I was not very productive this year. I stupidly let some important events pass by and failed in some that I joined. No awards with big bounty haha. But I managed to write two pieces about my newest interest in a hype popular-scientific online magazine that, to me, looked well accepted. The best part is when people share my writings and how these writings bring new friends, many-many friends with interesting stories. How writing brings friends reminded me of my high school years. It was the time when I fell in love with writing for the first time. I think this was my reason to bring the love to grow with me today too. Besides writing, I also managed to finish two room makeover projects in my parent’s house. Two bedrooms here are now well designed, have curated furniture (some of them were revamped from old and broken stuff) and the whole project is within budget. At the end of the year, perhaps I should also be thanking my crisis, I could go back to drawing and drawing 3 pieces whose end result is quite satisfying.  

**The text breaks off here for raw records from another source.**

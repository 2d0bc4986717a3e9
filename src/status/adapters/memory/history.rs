//! In-memory append-only transition history.

use async_trait::async_trait;
use chrono::{DateTime, Utc};
use std::collections::HashMap;
use std::sync::{Arc, RwLock};

use crate::status::{
    domain::{Actor, TransitionRecord, TransitionRecordId},
    ports::{
        TransitionRepository, TransitionRepositoryError, TransitionRepositoryResult,
        verify_append,
    },
};
use crate::task::domain::TaskIdentity;

/// Thread-safe in-memory transition repository.
///
/// Appends verify the chain under the same write lock that stores the record,
/// matching the transactional guarantee of the database adapter.
#[derive(Debug, Clone, Default)]
pub struct InMemoryTransitionRepository {
    state: Arc<RwLock<InMemoryHistoryState>>,
}

#[derive(Debug, Default)]
struct InMemoryHistoryState {
    histories: HashMap<TaskIdentity, Vec<TransitionRecord>>,
    id_index: HashMap<TransitionRecordId, TaskIdentity>,
}

impl InMemoryTransitionRepository {
    /// Creates an empty in-memory repository.
    #[must_use]
    pub fn new() -> Self {
        Self::default()
    }

    /// Number of records stored across all tasks.
    #[must_use]
    pub fn len(&self) -> usize {
        self.state.read().map_or(0, |state| state.id_index.len())
    }

    /// Returns `true` if no records are stored.
    #[must_use]
    pub fn is_empty(&self) -> bool {
        self.len() == 0
    }
}

fn lock_poisoned(err: impl std::fmt::Display) -> TransitionRepositoryError {
    TransitionRepositoryError::persistence(std::io::Error::other(err.to_string()))
}

#[async_trait]
impl TransitionRepository for InMemoryTransitionRepository {
    async fn append_transition(&self, record: &TransitionRecord) -> TransitionRepositoryResult<()> {
        let mut state = self.state.write().map_err(lock_poisoned)?;
        if state.id_index.contains_key(&record.id()) {
            return Err(TransitionRepositoryError::DuplicateRecord(record.id()));
        }

        let latest = state
            .histories
            .get(record.task())
            .and_then(|history| history.last());
        verify_append(latest, record)?;

        state.id_index.insert(record.id(), record.task().clone());
        state
            .histories
            .entry(record.task().clone())
            .or_default()
            .push(record.clone());
        Ok(())
    }

    async fn load_transitions(
        &self,
        task: &TaskIdentity,
    ) -> TransitionRepositoryResult<Vec<TransitionRecord>> {
        let state = self.state.read().map_err(lock_poisoned)?;
        Ok(state.histories.get(task).cloned().unwrap_or_default())
    }

    async fn find_transition(
        &self,
        id: TransitionRecordId,
    ) -> TransitionRepositoryResult<Option<TransitionRecord>> {
        let state = self.state.read().map_err(lock_poisoned)?;
        let found = state
            .id_index
            .get(&id)
            .and_then(|task| state.histories.get(task))
            .and_then(|history| history.iter().find(|record| record.id() == id))
            .cloned();
        Ok(found)
    }

    async fn record_approval(
        &self,
        id: TransitionRecordId,
        approver: &Actor,
        approved_at: DateTime<Utc>,
    ) -> TransitionRepositoryResult<TransitionRecord> {
        let mut state = self.state.write().map_err(lock_poisoned)?;
        let task = state
            .id_index
            .get(&id)
            .cloned()
            .ok_or(TransitionRepositoryError::NotFound(id))?;
        let record = state
            .histories
            .get_mut(&task)
            .and_then(|history| history.iter_mut().find(|record| record.id() == id))
            .ok_or(TransitionRepositoryError::NotFound(id))?;

        let approved = record
            .approved(approver.clone(), approved_at)
            .map_err(|_| TransitionRepositoryError::NotPending(id))?;
        *record = approved.clone();
        Ok(approved)
    }
}
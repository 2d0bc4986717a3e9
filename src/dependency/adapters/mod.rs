//! Adapter implementations for dependency edge persistence.

pub mod memory;
pub mod postgres;
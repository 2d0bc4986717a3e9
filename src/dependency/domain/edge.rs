//! Dependency edges and their type tags.

use super::DependencyDomainError;
use crate::task::domain::TaskIdentity;
use chrono::{DateTime, Utc};
use mockable::Clock;
use serde::{Deserialize, Serialize};
use std::fmt;

/// Open, validated tag describing how two tasks relate in time.
///
/// Any `snake_case` tag is accepted so new relation kinds can be introduced
/// without a schema change. Tags are folded to lowercase, so `FINISH_TO_START`
/// and `finish_to_start` name the same relation. The well-known tags have
/// constructors.
#[derive(Debug, Clone, PartialEq, Eq, PartialOrd, Ord, Hash, Serialize, Deserialize)]
#[serde(try_from = "String", into = "String")]
pub struct DependencyType(String);

impl DependencyType {
    /// Longest tag accepted by the persisted schema.
    const MAX_LENGTH: usize = 50;

    /// Tag for "predecessor must finish before successor starts".
    pub const FINISH_TO_START: &'static str = "finish_to_start";
    /// Tag for "predecessor must start before successor starts".
    pub const START_TO_START: &'static str = "start_to_start";
    /// Tag for "predecessor must finish before successor finishes".
    pub const FINISH_TO_FINISH: &'static str = "finish_to_finish";
    /// Tag for "predecessor must start before successor finishes".
    pub const START_TO_FINISH: &'static str = "start_to_finish";

    /// Creates a validated dependency type.
    ///
    /// # Errors
    ///
    /// Returns [`DependencyDomainError::InvalidDependencyType`] when the
    /// trimmed value is empty, longer than 50 characters, or contains
    /// characters outside `[a-z0-9_]` after lowercasing.
    pub fn new(value: impl Into<String>) -> Result<Self, DependencyDomainError> {
        let raw = value.into();
        let normalized = raw.trim().to_ascii_lowercase();
        let is_valid = !normalized.is_empty()
            && normalized.len() <= Self::MAX_LENGTH
            && normalized
                .bytes()
                .all(|byte| byte.is_ascii_lowercase() || byte.is_ascii_digit() || byte == b'_');

        if !is_valid {
            return Err(DependencyDomainError::InvalidDependencyType(raw));
        }

        Ok(Self(normalized))
    }

    /// The `finish_to_start` tag.
    #[must_use]
    pub fn finish_to_start() -> Self {
        Self(Self::FINISH_TO_START.to_owned())
    }

    /// The `start_to_start` tag.
    #[must_use]
    pub fn start_to_start() -> Self {
        Self(Self::START_TO_START.to_owned())
    }

    /// The `finish_to_finish` tag.
    #[must_use]
    pub fn finish_to_finish() -> Self {
        Self(Self::FINISH_TO_FINISH.to_owned())
    }

    /// The `start_to_finish` tag.
    #[must_use]
    pub fn start_to_finish() -> Self {
        Self(Self::START_TO_FINISH.to_owned())
    }

    /// Returns whether this is the `finish_to_start` tag.
    #[must_use]
    pub fn is_finish_to_start(&self) -> bool {
        self.0 == Self::FINISH_TO_START
    }

    /// Returns the tag as `str`.
    #[must_use]
    pub fn as_str(&self) -> &str {
        &self.0
    }
}

impl TryFrom<String> for DependencyType {
    type Error = DependencyDomainError;

    fn try_from(value: String) -> Result<Self, Self::Error> {
        Self::new(value)
    }
}

impl TryFrom<&str> for DependencyType {
    type Error = DependencyDomainError;

    fn try_from(value: &str) -> Result<Self, Self::Error> {
        Self::new(value)
    }
}

impl From<DependencyType> for String {
    fn from(value: DependencyType) -> Self {
        value.0
    }
}

impl fmt::Display for DependencyType {
    fn fmt(&self, f: &mut fmt::Formatter<'_>) -> fmt::Result {
        f.write_str(&self.0)
    }
}

/// Directed precedence link: `predecessor` must precede `successor`.
///
/// Edges are never mutated; changing the type means removing the edge and
/// adding a new one.
#[derive(Debug, Clone, PartialEq, Eq, Serialize, Deserialize)]
pub struct DependencyEdge {
    predecessor: TaskIdentity,
    successor: TaskIdentity,
    dependency_type: DependencyType,
    created_at: DateTime<Utc>,
}

/// Parameter object for reconstructing a persisted edge.
#[derive(Debug, Clone, PartialEq, Eq)]
pub struct PersistedDependencyEdge {
    /// Persisted predecessor identity.
    pub predecessor: TaskIdentity,
    /// Persisted successor identity.
    pub successor: TaskIdentity,
    /// Persisted dependency type.
    pub dependency_type: DependencyType,
    /// Persisted creation timestamp.
    pub created_at: DateTime<Utc>,
}

impl DependencyEdge {
    /// Creates a new edge stamped with the current clock time.
    ///
    /// # Errors
    ///
    /// Returns [`DependencyDomainError::SelfDependency`] when both endpoints
    /// are the same task.
    pub fn new(
        predecessor: TaskIdentity,
        successor: TaskIdentity,
        dependency_type: DependencyType,
        clock: &impl Clock,
    ) -> Result<Self, DependencyDomainError> {
        if predecessor == successor {
            return Err(DependencyDomainError::SelfDependency(predecessor));
        }

        Ok(Self {
            predecessor,
            successor,
            dependency_type,
            created_at: clock.utc(),
        })
    }

    /// Reconstructs an edge from persisted storage.
    ///
    /// Storage is trusted here: a self-loop in corrupt data is loaded as-is so
    /// the graph can report it instead of silently dropping it.
    #[must_use]
    pub fn from_persisted(data: PersistedDependencyEdge) -> Self {
        Self {
            predecessor: data.predecessor,
            successor: data.successor,
            dependency_type: data.dependency_type,
            created_at: data.created_at,
        }
    }

    /// Returns the task that must come first.
    #[must_use]
    pub const fn predecessor(&self) -> &TaskIdentity {
        &self.predecessor
    }

    /// Returns the task that must come after.
    #[must_use]
    pub const fn successor(&self) -> &TaskIdentity {
        &self.successor
    }

    /// Returns the dependency type tag.
    #[must_use]
    pub const fn dependency_type(&self) -> &DependencyType {
        &self.dependency_type
    }

    /// Returns the creation timestamp.
    #[must_use]
    pub const fn created_at(&self) -> DateTime<Utc> {
        self.created_at
    }
}

impl fmt::Display for DependencyEdge {
    fn fmt(&self, f: &mut fmt::Formatter<'_>) -> fmt::Result {
        write!(
            f,
            "{} -> {} ({})",
            self.predecessor, self.successor, self.dependency_type
        )
    }
}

In 2022, nothing is aligned within a theme. Everything is very coarse, abrupt, and unpredictable. Between all the hard work, I almost can’t believe that I managed to reconnect closely with my teenage best friends, and we managed to update the friendship into a new contemporary context. I mean, the dynamic persists though we talk about almost entirely different topics. This year, we managed to embark on a few other dream adventures from when we were younger. We had our very first staycation on a high floor of a skyscraper hotel, had dinner in an exotic Yunnanese restaurant, went to a piano concert, and were all dressed up in public. These few fancy milestones however did not turn us into a bunch of strangers who just reconnect to spend money instead of spending time together. Among those fancy day outs, what I enjoyed the most are still the mad conversations. And our dates don’t always have to be fancy, not even sitting around in a circle at a café. We have a few other meetings at my home, cooking together, having sleepovers in the living room, doing silly stuff like karaoke, silly gift exchange, goofy games, and putting on a Netflix movie to be roasted instead of quietly enjoyed. We grew. The teenage club that used to dream about the future has become the harshest critics of adult life. Sometimes we do nothing than cry over our unfavorable fates, but that’s nice. Doing this stuff with these people is nice. I hope this relationship recontextualization stays for decades to come.

All in all, my strong suit is perhaps still my creativity, more than my perseverance or wit that I thought were here too. The failed attempts were like washing away my confidence to take the last two. But answering the mega question “who am I” by taking into consideration that I am a multi-dimensional person enables many other colors to enliven my story. As an aspiring professional researcher, I do fail, but I am so much more than that. I am the dreamy version of my past, my parent’s stone-headed firstborn, the mother of my cat children, my sister’s roommate, my professors’ pupil, and a friend of my friend. I am also, after all, a lover and true believer of myself. I don’t know about you, but after seeing this multitude of personalities in me, it is easier to wake up and get up to the mirror every morning being grateful that I was destined to be this person. This story of life is one of a kind for it is crafted this way out of my history. It is braided out of my past prayers.